▸ WORK ORDER
Within the data below, copy each line where the string "accepted" is found.

(Collected data)
□ □ □ □ □ □ □

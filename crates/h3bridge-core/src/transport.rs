//! The QUIC transport boundary (component E's collaborator).
//!
//! This module defines the contract the bridge requires from a QUIC
//! implementation, modeled after the callback-driven shape of MsQuic and
//! mirroring how `salvo_http3::quic` generalizes over a concrete QUIC crate
//! with `Connection`/`OpenStreams`/`SendStream`/`RecvStream` traits. The
//! bridge is generic over this trait family (`QuicTransport` plus the three
//! event-handler traits it dispatches into); `h3bridge-quinn` is one
//! concrete binding, and a fake implementation lives behind `testutil` for
//! scenario tests.

use crate::buffer::SendContext;
use crate::config::ServerConfig;
use std::fmt::Debug;
use std::hash::Hash;

/// Error type a transport implementation reports through this trait family.
pub trait TransportError: std::error::Error + Send + Sync + 'static {}
impl<E: std::error::Error + Send + Sync + 'static> TransportError for E {}

/// Flags accompanying a `stream_send` call.
#[derive(Debug, Clone, Copy, Default, PartialEq, Eq)]
pub struct SendFlags {
    /// Mark the final byte of this send as the stream's FIN.
    pub fin: bool,
}

/// Operations the bridge requires from a QUIC connection handle.
///
/// Implemented by a real connection object (`h3bridge-quinn`) or a fake
/// (`testutil`). Handles are required to be `Clone + Eq + Hash` so they can
/// be used as registry/lookup keys without the bridge knowing their
/// representation.
pub trait QuicTransport: Send + Sync + 'static {
    /// Opaque handle to a live QUIC connection.
    type ConnHandle: Clone + Eq + Hash + Debug + Send + Sync + 'static;
    /// Opaque handle to a live QUIC stream.
    type StreamHandle: Clone + Eq + Hash + Debug + Send + Sync + 'static;
    /// Error type surfaced by transport operations.
    type Error: TransportError;

    /// Start listening on `host:port` with the given configuration,
    /// including TLS credential load and ALPN/idle-timeout/stream-limit
    /// registration. Corresponds to the original's registration + config +
    /// credential-load + listener-start sequence, collapsed into one call
    /// because the core never needs the intermediate handles.
    fn listen(&self, host: &str, port: u16, config: &ServerConfig) -> Result<(), Self::Error>;

    /// Retrieve the 64-bit QUIC stream id for a stream handle.
    fn get_stream_id(&self, stream: &Self::StreamHandle) -> i64;

    /// Open a new stream on `conn`. `unidirectional` selects stream type.
    fn stream_open(
        &self,
        conn: &Self::ConnHandle,
        unidirectional: bool,
    ) -> Result<Self::StreamHandle, Self::Error>;

    /// Start a previously opened stream. `immediate` requests the transport
    /// begin the handshake-level stream start right away rather than lazily
    /// on first send.
    fn stream_start(&self, stream: &Self::StreamHandle, immediate: bool) -> Result<(), Self::Error>;

    /// Hand ownership of `ctx`'s buffers to the transport for sending.
    /// `send_complete` on the corresponding [`StreamEvents`] fires exactly
    /// once the data has been accepted, at which point the transport must
    /// drop `ctx`.
    fn stream_send(
        &self,
        stream: &Self::StreamHandle,
        ctx: SendContext,
        flags: SendFlags,
    ) -> Result<(), Self::Error>;

    /// Enable or pause delivery of `receive` events for `stream`.
    fn stream_receive_set_enabled(&self, stream: &Self::StreamHandle, enabled: bool);

    /// Close a stream handle and release transport-side resources for it.
    fn stream_close(&self, stream: &Self::StreamHandle);

    /// Apply (or re-apply) the server configuration to an established
    /// connection, e.g. after codec bootstrap.
    fn connection_set_configuration(&self, conn: &Self::ConnHandle, config: &ServerConfig);

    /// Close a connection handle and release transport-side resources.
    fn connection_close(&self, conn: &Self::ConnHandle);
}

/// Events the transport reports about the listener itself.
pub trait ListenerEvents<T: QuicTransport>: Send + Sync + 'static {
    /// A new inbound connection was accepted.
    fn on_new_connection(&self, conn: T::ConnHandle);
}

/// Events the transport reports about a single connection.
pub trait ConnectionEvents<T: QuicTransport>: Send + Sync + 'static {
    /// The QUIC handshake completed and the connection is usable.
    fn on_connected(&self, conn: T::ConnHandle);

    /// A peer opened a new stream on this connection.
    fn on_peer_stream_started(&self, conn: T::ConnHandle, stream: T::StreamHandle);

    /// The connection has fully shut down and all its resources may be
    /// released. Must be idempotent: the transport may (in principle)
    /// report this more than once for the same handle.
    fn on_shutdown_complete(&self, conn: T::ConnHandle);
}

/// Events the transport reports about a single stream.
pub trait StreamEvents<T: QuicTransport>: Send + Sync + 'static {
    /// A previously opened stream finished its start sequence.
    fn on_start_complete(&self, conn: T::ConnHandle, stream: T::StreamHandle, success: bool);

    /// New bytes arrived on `stream`. `fin` indicates these are the final
    /// bytes of the peer's send side, even when `data` is empty.
    fn on_receive(&self, conn: T::ConnHandle, stream: T::StreamHandle, data: &[u8], fin: bool);

    /// A previous `stream_send` has been fully accepted by the transport;
    /// its [`SendContext`] should be dropped by the caller of this callback
    /// (the transport binding owns that drop).
    fn on_send_complete(&self, conn: T::ConnHandle, stream: T::StreamHandle);

    /// The stream has fully shut down; any per-stream state may be freed.
    /// Must be idempotent, matching [`ConnectionEvents::on_shutdown_complete`].
    fn on_shutdown_complete(&self, conn: T::ConnHandle, stream: T::StreamHandle);
}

□ □ □ □ □ □ □

▸ THE ANSWER
    /// once the data has been accepted, at which point the transport must
    /// A new inbound connection was accepted.
    /// A previous `stream_send` has been fully accepted by the transport;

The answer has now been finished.